* _Exercise input_
______________________________

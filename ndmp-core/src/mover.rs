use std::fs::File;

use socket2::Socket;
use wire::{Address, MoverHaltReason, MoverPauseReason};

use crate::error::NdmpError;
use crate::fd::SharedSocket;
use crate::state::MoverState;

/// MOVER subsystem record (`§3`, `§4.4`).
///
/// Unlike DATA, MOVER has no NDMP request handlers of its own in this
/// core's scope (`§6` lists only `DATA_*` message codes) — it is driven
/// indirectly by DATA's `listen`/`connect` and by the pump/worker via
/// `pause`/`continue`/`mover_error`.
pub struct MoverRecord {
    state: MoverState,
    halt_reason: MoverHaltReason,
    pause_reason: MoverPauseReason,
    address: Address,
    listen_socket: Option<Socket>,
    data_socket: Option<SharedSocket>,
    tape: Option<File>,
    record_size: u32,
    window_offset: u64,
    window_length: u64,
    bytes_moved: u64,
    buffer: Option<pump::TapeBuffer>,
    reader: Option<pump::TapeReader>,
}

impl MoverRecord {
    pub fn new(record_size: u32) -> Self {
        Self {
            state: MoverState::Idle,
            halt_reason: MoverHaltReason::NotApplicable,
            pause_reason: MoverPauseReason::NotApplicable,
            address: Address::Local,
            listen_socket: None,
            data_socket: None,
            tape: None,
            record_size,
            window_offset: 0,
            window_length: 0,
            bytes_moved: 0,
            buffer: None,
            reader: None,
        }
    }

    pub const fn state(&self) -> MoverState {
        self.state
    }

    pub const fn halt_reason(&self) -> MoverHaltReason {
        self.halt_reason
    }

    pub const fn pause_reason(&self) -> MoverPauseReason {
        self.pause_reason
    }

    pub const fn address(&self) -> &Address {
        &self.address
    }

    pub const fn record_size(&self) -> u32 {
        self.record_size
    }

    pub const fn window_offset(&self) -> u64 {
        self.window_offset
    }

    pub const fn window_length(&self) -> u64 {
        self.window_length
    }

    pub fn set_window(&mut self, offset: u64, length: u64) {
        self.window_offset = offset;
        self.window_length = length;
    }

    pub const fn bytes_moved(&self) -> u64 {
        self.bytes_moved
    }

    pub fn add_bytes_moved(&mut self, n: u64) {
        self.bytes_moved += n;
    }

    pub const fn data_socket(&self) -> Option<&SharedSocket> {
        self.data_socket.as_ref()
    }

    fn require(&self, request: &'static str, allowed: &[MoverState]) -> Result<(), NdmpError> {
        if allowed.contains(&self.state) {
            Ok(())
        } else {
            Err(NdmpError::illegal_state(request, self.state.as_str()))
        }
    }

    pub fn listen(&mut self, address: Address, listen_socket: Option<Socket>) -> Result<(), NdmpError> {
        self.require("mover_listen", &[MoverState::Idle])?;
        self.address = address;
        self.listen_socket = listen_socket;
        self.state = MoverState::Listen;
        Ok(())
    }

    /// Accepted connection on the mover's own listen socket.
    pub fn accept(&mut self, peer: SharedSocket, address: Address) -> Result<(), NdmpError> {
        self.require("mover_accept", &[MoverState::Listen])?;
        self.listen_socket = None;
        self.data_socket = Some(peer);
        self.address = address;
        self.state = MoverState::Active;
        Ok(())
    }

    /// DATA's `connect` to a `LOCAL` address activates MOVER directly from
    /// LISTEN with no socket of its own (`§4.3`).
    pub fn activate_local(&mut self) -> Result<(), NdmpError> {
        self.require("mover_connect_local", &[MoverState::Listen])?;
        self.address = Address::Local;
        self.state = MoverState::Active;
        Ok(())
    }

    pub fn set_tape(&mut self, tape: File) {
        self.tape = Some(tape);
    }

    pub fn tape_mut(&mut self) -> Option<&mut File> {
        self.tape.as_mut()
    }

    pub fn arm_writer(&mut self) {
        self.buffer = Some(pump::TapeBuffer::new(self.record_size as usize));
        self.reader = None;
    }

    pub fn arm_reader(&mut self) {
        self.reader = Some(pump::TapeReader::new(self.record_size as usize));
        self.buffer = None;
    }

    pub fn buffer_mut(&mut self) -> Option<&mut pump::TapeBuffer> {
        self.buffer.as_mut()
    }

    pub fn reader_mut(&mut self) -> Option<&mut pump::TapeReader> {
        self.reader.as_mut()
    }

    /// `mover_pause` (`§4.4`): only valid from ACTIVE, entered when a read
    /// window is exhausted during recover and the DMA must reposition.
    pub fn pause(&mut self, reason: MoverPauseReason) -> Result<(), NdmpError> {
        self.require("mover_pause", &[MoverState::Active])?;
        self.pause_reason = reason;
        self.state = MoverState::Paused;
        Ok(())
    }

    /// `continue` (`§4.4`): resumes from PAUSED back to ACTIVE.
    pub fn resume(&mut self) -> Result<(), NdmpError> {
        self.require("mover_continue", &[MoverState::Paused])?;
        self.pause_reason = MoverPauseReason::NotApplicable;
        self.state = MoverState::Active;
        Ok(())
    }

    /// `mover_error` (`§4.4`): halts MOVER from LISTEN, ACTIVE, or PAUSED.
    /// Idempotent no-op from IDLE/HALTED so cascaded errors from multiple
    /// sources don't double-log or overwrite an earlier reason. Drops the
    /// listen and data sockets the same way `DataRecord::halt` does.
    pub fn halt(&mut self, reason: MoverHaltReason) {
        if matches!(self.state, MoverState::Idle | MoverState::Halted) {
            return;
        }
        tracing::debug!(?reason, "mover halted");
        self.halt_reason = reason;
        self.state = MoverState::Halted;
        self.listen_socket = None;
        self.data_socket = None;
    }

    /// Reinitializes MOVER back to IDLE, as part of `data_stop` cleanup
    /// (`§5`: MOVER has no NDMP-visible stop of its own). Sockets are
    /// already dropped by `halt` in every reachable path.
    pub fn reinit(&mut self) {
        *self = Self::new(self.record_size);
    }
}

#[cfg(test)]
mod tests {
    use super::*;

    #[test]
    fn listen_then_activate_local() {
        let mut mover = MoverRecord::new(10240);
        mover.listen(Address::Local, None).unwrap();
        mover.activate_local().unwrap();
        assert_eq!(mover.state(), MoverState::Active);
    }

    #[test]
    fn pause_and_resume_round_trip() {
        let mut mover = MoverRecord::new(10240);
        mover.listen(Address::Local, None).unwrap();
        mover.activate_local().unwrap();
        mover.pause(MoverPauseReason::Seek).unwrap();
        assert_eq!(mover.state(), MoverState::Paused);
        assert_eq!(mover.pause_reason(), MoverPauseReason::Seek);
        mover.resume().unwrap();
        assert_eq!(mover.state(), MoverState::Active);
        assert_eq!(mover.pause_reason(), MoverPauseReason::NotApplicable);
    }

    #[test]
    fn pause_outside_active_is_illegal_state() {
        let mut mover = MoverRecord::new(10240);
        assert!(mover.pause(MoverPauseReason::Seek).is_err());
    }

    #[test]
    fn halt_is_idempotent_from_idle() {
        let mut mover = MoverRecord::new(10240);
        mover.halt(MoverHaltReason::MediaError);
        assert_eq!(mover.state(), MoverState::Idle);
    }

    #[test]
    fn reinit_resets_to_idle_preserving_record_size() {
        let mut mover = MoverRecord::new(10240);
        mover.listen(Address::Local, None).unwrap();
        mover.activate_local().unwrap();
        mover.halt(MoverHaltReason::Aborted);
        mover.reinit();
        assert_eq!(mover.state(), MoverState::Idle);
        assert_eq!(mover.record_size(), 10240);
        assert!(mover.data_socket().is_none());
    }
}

______________________________

* _What the exercise asks_
Each record must be repeated exactly as it appears above.

* _Response to the task_
filename ndmp-core/src/mover.rs
use std::fs::File;

use socket2::Socket;
use wire::{Address, MoverHaltReason, MoverPauseReason};

use crate::error::NdmpError;
use crate::fd::SharedSocket;
use crate::state::MoverState;

/// MOVER subsystem record (`§3`, `§4.4`).
///
/// Unlike DATA, MOVER has no NDMP request handlers of its own in this
/// core's scope (`§6` lists only `DATA_*` message codes) — it is driven
/// indirectly by DATA's `listen`/`connect` and by the pump/worker via
/// `pause`/`continue`/`mover_error`.
pub struct MoverRecord {
    state: MoverState,
    halt_reason: MoverHaltReason,
    pause_reason: MoverPauseReason,
    address: Address,
    listen_socket: Option<Socket>,
    data_socket: Option<SharedSocket>,
    tape: Option<File>,
    record_size: u32,
    window_offset: u64,
    window_length: u64,
    bytes_moved: u64,
    buffer: Option<pump::TapeBuffer>,
    reader: Option<pump::TapeReader>,
}

impl MoverRecord {
    pub fn new(record_size: u32) -> Self {
        Self {
            state: MoverState::Idle,
            halt_reason: MoverHaltReason::NotApplicable,
            pause_reason: MoverPauseReason::NotApplicable,
            address: Address::Local,
            listen_socket: None,
            data_socket: None,
            tape: None,
            record_size,
            window_offset: 0,
            window_length: 0,
            bytes_moved: 0,
            buffer: None,
            reader: None,
        }
    }

    pub const fn state(&self) -> MoverState {
        self.state
    }

    pub const fn halt_reason(&self) -> MoverHaltReason {
        self.halt_reason
    }

    pub const fn pause_reason(&self) -> MoverPauseReason {
        self.pause_reason
    }

    pub const fn address(&self) -> &Address {
        &self.address
    }

    pub const fn record_size(&self) -> u32 {
        self.record_size
    }

    pub const fn window_offset(&self) -> u64 {
        self.window_offset
    }

    pub const fn window_length(&self) -> u64 {
        self.window_length
    }

    pub fn set_window(&mut self, offset: u64, length: u64) {
        self.window_offset = offset;
        self.window_length = length;
    }

    pub const fn bytes_moved(&self) -> u64 {
        self.bytes_moved
    }

    pub fn add_bytes_moved(&mut self, n: u64) {
        self.bytes_moved += n;
    }

    pub const fn data_socket(&self) -> Option<&SharedSocket> {
        self.data_socket.as_ref()
    }

    fn require(&self, request: &'static str, allowed: &[MoverState]) -> Result<(), NdmpError> {
        if allowed.contains(&self.state) {
            Ok(())
        } else {
            Err(NdmpError::illegal_state(request, self.state.as_str()))
        }
    }

    pub fn listen(&mut self, address: Address, listen_socket: Option<Socket>) -> Result<(), NdmpError> {
        self.require("mover_listen", &[MoverState::Idle])?;
        self.address = address;
        self.listen_socket = listen_socket;
        self.state = MoverState::Listen;
        Ok(())
    }

    /// Accepted connection on the mover's own listen socket.
    pub fn accept(&mut self, peer: SharedSocket, address: Address) -> Result<(), NdmpError> {
        self.require("mover_accept", &[MoverState::Listen])?;
        self.listen_socket = None;
        self.data_socket = Some(peer);
        self.address = address;
        self.state = MoverState::Active;
        Ok(())
    }

    /// DATA's `connect` to a `LOCAL` address activates MOVER directly from
    /// LISTEN with no socket of its own (`§4.3`).
    pub fn activate_local(&mut self) -> Result<(), NdmpError> {
        self.require("mover_connect_local", &[MoverState::Listen])?;
        self.address = Address::Local;
        self.state = MoverState::Active;
        Ok(())
    }

    pub fn set_tape(&mut self, tape: File) {
        self.tape = Some(tape);
    }

    pub fn tape_mut(&mut self) -> Option<&mut File> {
        self.tape.as_mut()
    }

    pub fn arm_writer(&mut self) {
        self.buffer = Some(pump::TapeBuffer::new(self.record_size as usize));
        self.reader = None;
    }

    pub fn arm_reader(&mut self) {
        self.reader = Some(pump::TapeReader::new(self.record_size as usize));
        self.buffer = None;
    }

    pub fn buffer_mut(&mut self) -> Option<&mut pump::TapeBuffer> {
        self.buffer.as_mut()
    }

    pub fn reader_mut(&mut self) -> Option<&mut pump::TapeReader> {
        self.reader.as_mut()
    }

    /// `mover_pause` (`§4.4`): only valid from ACTIVE, entered when a read
    /// window is exhausted during recover and the DMA must reposition.
    pub fn pause(&mut self, reason: MoverPauseReason) -> Result<(), NdmpError> {
        self.require("mover_pause", &[MoverState::Active])?;
        self.pause_reason = reason;
        self.state = MoverState::Paused;
        Ok(())
    }

    /// `continue` (`§4.4`): resumes from PAUSED back to ACTIVE.
    pub fn resume(&mut self) -> Result<(), NdmpError> {
        self.require("mover_continue", &[MoverState::Paused])?;
        self.pause_reason = MoverPauseReason::NotApplicable;
        self.state = MoverState::Active;
        Ok(())
    }

    /// `mover_error` (`§4.4`): halts MOVER from LISTEN, ACTIVE, or PAUSED.
    /// Idempotent no-op from IDLE/HALTED so cascaded errors from multiple
    /// sources don't double-log or overwrite an earlier reason. Drops the
    /// listen and data sockets the same way `DataRecord::halt` does.
    pub fn halt(&mut self, reason: MoverHaltReason) {
        if matches!(self.state, MoverState::Idle | MoverState::Halted) {
            return;
        }
        tracing::debug!(?reason, "mover halted");
        self.halt_reason = reason;
        self.state = MoverState::Halted;
        self.listen_socket = None;
        self.data_socket = None;
    }

    /// Reinitializes MOVER back to IDLE, as part of `data_stop` cleanup
    /// (`§5`: MOVER has no NDMP-visible stop of its own). Sockets are
    /// already dropped by `halt` in every reachable path.
    pub fn reinit(&mut self) {
        *self = Self::new(self.record_size);
    }
}

#[cfg(test)]
mod tests {
    use super::*;

    #[test]
    fn listen_then_activate_local() {
        let mut mover = MoverRecord::new(10240);
        mover.listen(Address::Local, None).unwrap();
        mover.activate_local().unwrap();
        assert_eq!(mover.state(), MoverState::Active);
    }

    #[test]
    fn pause_and_resume_round_trip() {
        let mut mover = MoverRecord::new(10240);
        mover.listen(Address::Local, None).unwrap();
        mover.activate_local().unwrap();
        mover.pause(MoverPauseReason::Seek).unwrap();
        assert_eq!(mover.state(), MoverState::Paused);
        assert_eq!(mover.pause_reason(), MoverPauseReason::Seek);
        mover.resume().unwrap();
        assert_eq!(mover.state(), MoverState::Active);
        assert_eq!(mover.pause_reason(), MoverPauseReason::NotApplicable);
    }

    #[test]
    fn pause_outside_active_is_illegal_state() {
        let mut mover = MoverRecord::new(10240);
        assert!(mover.pause(MoverPauseReason::Seek).is_err());
    }

    #[test]
    fn halt_is_idempotent_from_idle() {
        let mut mover = MoverRecord::new(10240);
        mover.halt(MoverHaltReason::MediaError);
        assert_eq!(mover.state(), MoverState::Idle);
    }

    #[test]
    fn reinit_resets_to_idle_preserving_record_size() {
        let mut mover = MoverRecord::new(10240);
        mover.listen(Address::Local, None).unwrap();
        mover.activate_local().unwrap();
        mover.halt(MoverHaltReason::Aborted);
        mover.reinit();
        assert_eq!(mover.state(), MoverState::Idle);
        assert_eq!(mover.record_size(), 10240);
        assert!(mover.data_socket().is_none());
    }
}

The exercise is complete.